[Dataset entries]

━━━━━━━━━━━━━━━━━━━━━━━━━━━━━━

//! Scenario file schema.

use gs_core::AttrMap;
use serde::{Deserialize, Serialize};

/// Default tick resolution in seconds.
pub const DEFAULT_RESOLUTION: u64 = 60;

fn default_resolution() -> u64 {
    DEFAULT_RESOLUTION
}

fn is_false(v: &bool) -> bool {
    !*v
}

#[derive(Debug, Clone, Serialize, Deserialize, PartialEq)]
pub struct ScenarioFile {
    pub scenario: ScenarioDef,
    #[serde(default)]
    pub models: Vec<ModelDef>,
    #[serde(default)]
    pub connections: Vec<ConnectionDef>,
    #[serde(default)]
    pub async_requests: Vec<AsyncRequestDef>,
    #[serde(default)]
    pub monitor: Vec<String>,
    #[serde(default, skip_serializing_if = "Option::is_none")]
    pub batch: Option<BatchDef>,
}

#[derive(Debug, Clone, Serialize, Deserialize, PartialEq)]
pub struct ScenarioDef {
    pub name: String,
    /// `"YYYY-MM-DD HH:MM:SS"`
    pub start_time: String,
    pub end_time: String,
    #[serde(default = "default_resolution")]
    pub resolution: u64,
}

#[derive(Debug, Clone, Serialize, Deserialize, PartialEq)]
pub struct ModelDef {
    pub name: String,
    #[serde(rename = "type")]
    pub kind: String,
    /// Defaults to the scenario resolution.
    #[serde(default, skip_serializing_if = "Option::is_none")]
    pub step_size: Option<u64>,
    #[serde(default)]
    pub discipline: DisciplineDef,
    #[serde(default)]
    pub inputs: AttrDecl,
    #[serde(default)]
    pub outputs: AttrDecl,
    #[serde(default)]
    pub parameters: AttrMap,
    #[serde(default)]
    pub states: AttrMap,
    #[serde(default)]
    pub triggers: Vec<String>,
    #[serde(default, skip_serializing_if = "Option::is_none")]
    pub scenario_data: Option<String>,
    /// Outgoing connections declared on the producing model.
    #[serde(default)]
    pub connect: Vec<LocalConnectionDef>,
}

#[derive(Debug, Clone, Copy, Default, Serialize, Deserialize, PartialEq, Eq)]
#[serde(rename_all = "snake_case")]
pub enum DisciplineDef {
    #[default]
    TimeBased,
    EventBased,
    Hybrid,
}

/// Attribute declaration: either bare names or names with initial values.
#[derive(Debug, Clone, Serialize, Deserialize, PartialEq)]
#[serde(untagged)]
pub enum AttrDecl {
    Names(Vec<String>),
    Values(AttrMap),
}

impl Default for AttrDecl {
    fn default() -> Self {
        AttrDecl::Names(Vec::new())
    }
}

impl AttrDecl {
    /// Names map to `Null` initial values.
    pub fn to_map(&self) -> AttrMap {
        match self {
            AttrDecl::Names(names) => names
                .iter()
                .map(|n| (n.clone(), gs_core::Value::Null))
                .collect(),
            AttrDecl::Values(map) => map.clone(),
        }
    }

    pub fn names(&self) -> Vec<&str> {
        match self {
            AttrDecl::Names(names) => names.iter().map(String::as_str).collect(),
            AttrDecl::Values(map) => map.keys().map(String::as_str).collect(),
        }
    }
}

/// `from`/`to` are `"<model>.<attr>"` references.
#[derive(Debug, Clone, Serialize, Deserialize, PartialEq)]
pub struct ConnectionDef {
    pub from: String,
    pub to: String,
    #[serde(default, skip_serializing_if = "is_false")]
    pub time_shifted: bool,
}

/// `from` is an attribute of the declaring model; `to` is `"<model>.<attr>"`.
#[derive(Debug, Clone, Serialize, Deserialize, PartialEq)]
pub struct LocalConnectionDef {
    pub from: String,
    pub to: String,
    #[serde(default, skip_serializing_if = "is_false")]
    pub time_shifted: bool,
}

#[derive(Debug, Clone, Serialize, Deserialize, PartialEq)]
pub struct AsyncRequestDef {
    pub source: String,
    pub dest: String,
    /// `[source_attr, dest_attr]` pairs.
    pub attrs: Vec<(String, String)>,
}

#[derive(Debug, Clone, Default, Serialize, Deserialize, PartialEq)]
pub struct BatchDef {
    /// Zip list-valued fields instead of taking their product.
    #[serde(default)]
    pub align_parameters: bool,
    #[serde(default, skip_serializing_if = "Option::is_none")]
    pub workers: Option<usize>,
}
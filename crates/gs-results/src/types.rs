//! Run summaries reported to callers.

use std::path::PathBuf;

use gs_core::AttrMap;
use serde::{Deserialize, Serialize};

/// What one finished (or failed) scenario run produced.
#[derive(Debug, Clone, Serialize, Deserialize, PartialEq)]
pub struct RunRecord {
    pub scenario: String,
    /// Variant id in batch mode.
    #[serde(default, skip_serializing_if = "Option::is_none")]
    pub variant: Option<usize>,
    /// Values chosen for expanded list fields, keyed `model.field`.
    #[serde(default, skip_serializing_if = "AttrMap::is_empty")]
    pub assignments: AttrMap,
    pub ticks: usize,
    pub steps: usize,
    #[serde(default, skip_serializing_if = "Option::is_none")]
    pub output: Option<PathBuf>,
}

impl RunRecord {
    pub fn to_json(&self) -> serde_json::Result<String> {
        serde_json::to_string(self)
    }
}
//! Error types for simulation runs.

use gs_core::SimTime;
use gs_graph::ConfigError;
use thiserror::Error;

/// Errors a model implementation reports from `step`.
#[derive(Error, Debug, Clone, PartialEq)]
pub enum ModelError {
    #[error("Missing input '{attr}'")]
    MissingInput { attr: String },

    #[error("Invalid value for '{attr}': {what}")]
    InvalidValue { attr: String, what: String },

    #[error("Invalid parameter '{key}': {what}")]
    InvalidParameter { key: String, what: String },

    #[error("{message}")]
    Failed { message: String },
}

impl ModelError {
    /// The attribute or parameter the error is about, if any.
    pub fn attr(&self) -> Option<&str> {
        match self {
            ModelError::MissingInput { attr } | ModelError::InvalidValue { attr, .. } => {
                Some(attr)
            }
            ModelError::InvalidParameter { key, .. } => Some(key),
            ModelError::Failed { .. } => None,
        }
    }
}

pub type ModelResult<T> = Result<T, ModelError>;

/// A fatal failure while stepping one model.
///
/// Carries enough context (model, tick, attribute) to report the failure
/// without the run's internal state.
#[derive(Error, Debug, Clone, PartialEq)]
#[error("Model '{model}' failed at t={time}s{}: {cause}", attr_suffix(.attr))]
pub struct StepError {
    pub model: String,
    pub time: SimTime,
    pub attr: Option<String>,
    pub cause: String,
}

fn attr_suffix(attr: &Option<String>) -> String {
    attr.as_ref()
        .map(|a| format!(" (attr '{}')", a))
        .unwrap_or_default()
}

impl StepError {
    pub fn new(model: impl Into<String>, time: SimTime, cause: impl Into<String>) -> Self {
        Self {
            model: model.into(),
            time,
            attr: None,
            cause: cause.into(),
        }
    }

    pub fn with_attr(mut self, attr: impl Into<String>) -> Self {
        self.attr = Some(attr.into());
        self
    }
}

/// Errors encountered while setting up or running a scheduler.
#[derive(Error, Debug, Clone, PartialEq)]
pub enum SimError {
    #[error("Configuration error: {0}")]
    Config(#[from] ConfigError),

    #[error("Step failed: {0}")]
    Step(#[from] StepError),

    #[error("No model instance registered for '{name}'")]
    MissingModel { name: String },

    #[error("Model instance '{name}' is not declared in the scenario")]
    UndeclaredModel { name: String },

    #[error("Scheduler for '{scenario}' has already run")]
    AlreadyRun { scenario: String },
}

pub type SimResult<T> = Result<T, SimError>;
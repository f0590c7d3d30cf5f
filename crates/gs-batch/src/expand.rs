//! List-field expansion into concrete scenario variants.

use gs_core::{AttrMap, Value};
use gs_graph::{ConfigError, ConfigResult, ScenarioConfig};
use tracing::debug;

/// How list-valued fields combine.
#[derive(Debug, Clone, Copy, Default, PartialEq, Eq)]
pub enum ExpansionMode {
    /// Every combination; the last field varies fastest.
    #[default]
    Cartesian,
    /// Position `i` of every list forms variant `i`; lengths must agree.
    Aligned,
}

impl ExpansionMode {
    pub fn from_align(align_parameters: bool) -> Self {
        if align_parameters {
            ExpansionMode::Aligned
        } else {
            ExpansionMode::Cartesian
        }
    }
}

#[derive(Debug, Clone, Copy, PartialEq, Eq)]
pub enum FieldKind {
    Parameter,
    State,
}

/// A parameter or state declared as a list.
#[derive(Debug, Clone, PartialEq)]
pub struct ListField {
    pub model: String,
    pub field: String,
    pub kind: FieldKind,
    pub values: Vec<Value>,
}

impl ListField {
    /// `"<model>.<field>"`
    pub fn key(&self) -> String {
        format!("{}.{}", self.model, self.field)
    }
}

/// One concrete scenario produced by expansion.
#[derive(Debug, Clone)]
pub struct ScenarioVariant {
    /// `0..N` in expansion order.
    pub id: usize,
    pub config: ScenarioConfig,
    /// Chosen value per expanded field, keyed `"<model>.<field>"`.
    pub assignments: AttrMap,
}

/// Every list-valued parameter or state, in model declaration order, then
/// parameters before states, then key order.
pub fn list_fields(config: &ScenarioConfig) -> Vec<ListField> {
    let mut fields = Vec::new();
    for spec in config.models() {
        for (kind, map) in [
            (FieldKind::Parameter, &spec.parameters),
            (FieldKind::State, &spec.states),
        ] {
            for (key, value) in map {
                if let Value::List(values) = value {
                    fields.push(ListField {
                        model: spec.name.clone(),
                        field: key.clone(),
                        kind,
                        values: values.clone(),
                    });
                }
            }
        }
    }
    fields
}

/// Index tuples selecting one value per field.
fn combinations(fields: &[ListField], mode: ExpansionMode) -> ConfigResult<Vec<Vec<usize>>> {
    if let Some(empty) = fields.iter().find(|f| f.values.is_empty()) {
        return Err(ConfigError::InvalidSpec {
            model: empty.model.clone(),
            what: format!("list field '{}' is empty", empty.field),
        });
    }

    match mode {
        ExpansionMode::Aligned => {
            let lengths: Vec<usize> = fields.iter().map(|f| f.values.len()).collect();
            let m = lengths.first().copied().unwrap_or(1);
            if lengths.iter().any(|&len| len != m) {
                return Err(ConfigError::MismatchedListLength {
                    fields: fields.iter().map(ListField::key).collect(),
                    lengths,
                });
            }
            Ok((0..m).map(|i| vec![i; fields.len()]).collect())
        }
        ExpansionMode::Cartesian => {
            let mut combos: Vec<Vec<usize>> = vec![Vec::new()];
            for field in fields {
                combos = combos
                    .into_iter()
                    .flat_map(|prefix| {
                        (0..field.values.len()).map(move |i| {
                            let mut combo = prefix.clone();
                            combo.push(i);
                            combo
                        })
                    })
                    .collect();
            }
            Ok(combos)
        }
    }
}

/// Expand a frozen scenario into its variants.
///
/// A scenario without list fields yields exactly one variant, a copy of
/// itself. Each variant is rebuilt and re-frozen, so it is validated like
/// any hand-written scenario.
pub fn expand(config: &ScenarioConfig, mode: ExpansionMode) -> ConfigResult<Vec<ScenarioVariant>> {
    let fields = list_fields(config);
    let combos = combinations(&fields, mode)?;
    debug!(
        scenario = config.name(),
        fields = fields.len(),
        variants = combos.len(),
        ?mode,
        "expanding scenario"
    );

    let mut variants = Vec::with_capacity(combos.len());
    for (id, combo) in combos.into_iter().enumerate() {
        let mut builder = config.to_builder();
        let mut assignments = AttrMap::new();
        for (field, &i) in fields.iter().zip(&combo) {
            let value = field.values[i].clone();
            match field.kind {
                FieldKind::Parameter => {
                    builder.set_model_param(&field.model, field.field.clone(), value.clone())?
                }
                FieldKind::State => builder.set_model_state(&field.model, &field.field, value.clone())?,
            }
            assignments.insert(field.key(), value);
        }
        variants.push(ScenarioVariant {
            id,
            config: builder.freeze()?,
            assignments,
        });
    }
    Ok(variants)
}
//! Out-of-band write channel between models.
//!
//! Lets a model (typically a controller) write straight into another model's
//! input, bypassing the static dataflow graph. Writes are buffered per
//! `(dest, attr)` with a last-write-wins policy and drained by the scheduler
//! in one single-threaded phase at the end of each tick.

use gs_core::{AttrMap, Value};
use gs_graph::AsyncRequest;
use std::collections::BTreeMap;
use thiserror::Error;

#[derive(Error, Debug, Clone, PartialEq, Eq)]
pub enum ChannelError {
    #[error("'{source_model}' has no async registration for {dest}.{attr}")]
    Unregistered {
        source_model: String,
        dest: String,
        attr: String,
    },
}

/// Last-write-wins buffer of pending async writes.
#[derive(Debug, Clone, Default)]
pub struct AsyncChannel {
    /// `(source, dest)` -> `(source_attr, dest_attr)` pairs.
    routes: BTreeMap<(String, String), Vec<(String, String)>>,
    /// `(dest, attr)` -> pending value.
    pending: BTreeMap<(String, String), Value>,
}

impl AsyncChannel {
    pub fn new() -> Self {
        Self::default()
    }

    /// Build a channel from a frozen scenario's registrations.
    pub fn from_requests(requests: &[AsyncRequest]) -> Self {
        let mut channel = Self::new();
        for r in requests {
            channel.register(&r.source, &r.dest, r.pairs.iter().cloned());
        }
        channel
    }

    /// Register `source -> dest` attribute pairs.
    ///
    /// Idempotent; repeated calls merge their pairs.
    pub fn register<I>(&mut self, source: &str, dest: &str, pairs: I)
    where
        I: IntoIterator<Item = (String, String)>,
    {
        let entry = self
            .routes
            .entry((source.to_string(), dest.to_string()))
            .or_default();
        for pair in pairs {
            if !entry.contains(&pair) {
                entry.push(pair);
            }
        }
    }

    /// Whether `source` may write `dest.attr`.
    pub fn is_registered(&self, source: &str, dest: &str, attr: &str) -> bool {
        self.routes
            .get(&(source.to_string(), dest.to_string()))
            .is_some_and(|pairs| pairs.iter().any(|(_, d)| d == attr))
    }

    /// Buffer a write. A later publish to the same `(dest, attr)` overwrites it.
    pub fn publish(
        &mut self,
        source: &str,
        dest: &str,
        attr: &str,
        value: Value,
    ) -> Result<(), ChannelError> {
        if !self.is_registered(source, dest, attr) {
            return Err(ChannelError::Unregistered {
                source_model: source.to_string(),
                dest: dest.to_string(),
                attr: attr.to_string(),
            });
        }
        self.pending
            .insert((dest.to_string(), attr.to_string()), value);
        Ok(())
    }

    /// Publish every registered `source_attr` present (and non-null) in
    /// `outputs` to its mapped destination input.
    pub fn forward_outputs(&mut self, source: &str, outputs: &AttrMap) {
        for ((src, dest), pairs) in &self.routes {
            if src != source {
                continue;
            }
            for (src_attr, dest_attr) in pairs {
                if let Some(value) = outputs.get(src_attr).filter(|v| !v.is_null()) {
                    self.pending
                        .insert((dest.clone(), dest_attr.clone()), value.clone());
                }
            }
        }
    }

    /// Current pending value for `(dest, attr)`, if any.
    pub fn pending(&self, dest: &str, attr: &str) -> Option<&Value> {
        self.pending.get(&(dest.to_string(), attr.to_string()))
    }

    pub fn is_empty(&self) -> bool {
        self.pending.is_empty()
    }

    /// Take all pending writes in `(dest, attr)` order, clearing the buffer.
    pub fn drain(&mut self) -> Vec<(String, String, Value)> {
        std::mem::take(&mut self.pending)
            .into_iter()
            .map(|((dest, attr), value)| (dest, attr, value))
            .collect()
    }
}

#[cfg(test)]
mod tests {
    use super::*;

    fn channel() -> AsyncChannel {
        let mut ch = AsyncChannel::new();
        ch.register(
            "ctrl",
            "battery",
            [("flow".to_string(), "p_set".to_string())],
        );
        ch
    }

    #[test]
    fn last_write_wins() {
        let mut ch = channel();
        ch.publish("ctrl", "battery", "p_set", Value::Float(1.0))
            .unwrap();
        ch.publish("ctrl", "battery", "p_set", Value::Float(2.0))
            .unwrap();
        let drained = ch.drain();
        assert_eq!(
            drained,
            vec![("battery".to_string(), "p_set".to_string(), Value::Float(2.0))]
        );
        assert!(ch.is_empty());
    }

    #[test]
    fn unregistered_publish_rejected() {
        let mut ch = channel();
        let err = ch
            .publish("ctrl", "battery", "soc", Value::Float(1.0))
            .unwrap_err();
        assert!(matches!(err, ChannelError::Unregistered { .. }));
        assert!(
            ch.publish("pv", "battery", "p_set", Value::Float(1.0))
                .is_err()
        );
    }

    #[test]
    fn register_is_idempotent() {
        let mut ch = channel();
        ch.register(
            "ctrl",
            "battery",
            [("flow".to_string(), "p_set".to_string())],
        );
        ch.register(
            "ctrl",
            "battery",
            [("mode".to_string(), "mode".to_string())],
        );
        assert_eq!(ch.routes.len(), 1);
        assert_eq!(ch.routes.values().next().unwrap().len(), 2);
        assert!(ch.is_registered("ctrl", "battery", "mode"));
    }

    #[test]
    fn forward_outputs_maps_attrs() {
        let mut ch = channel();
        let mut outputs = AttrMap::new();
        outputs.insert("flow".into(), Value::Float(-3.0));
        outputs.insert("other".into(), Value::Float(9.0));
        ch.forward_outputs("ctrl", &outputs);
        assert_eq!(ch.pending("battery", "p_set"), Some(&Value::Float(-3.0)));
        ch.forward_outputs("battery", &outputs);
        assert_eq!(ch.drain().len(), 1);
    }
}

━━━━━━━━━━━━━━━━━━━━━━━━━━━━━━

> _Activity_:
Every line in the records that holds the word "insert" should be copied into the answer.

> _Task answer_:
            assignments.insert(field.key(), value);
            .insert((dest.to_string(), attr.to_string()), value);
                        .insert((dest.clone(), dest_attr.clone()), value.clone());
        outputs.insert("flow".into(), Value::Float(-3.0));
        outputs.insert("other".into(), Value::Float(9.0));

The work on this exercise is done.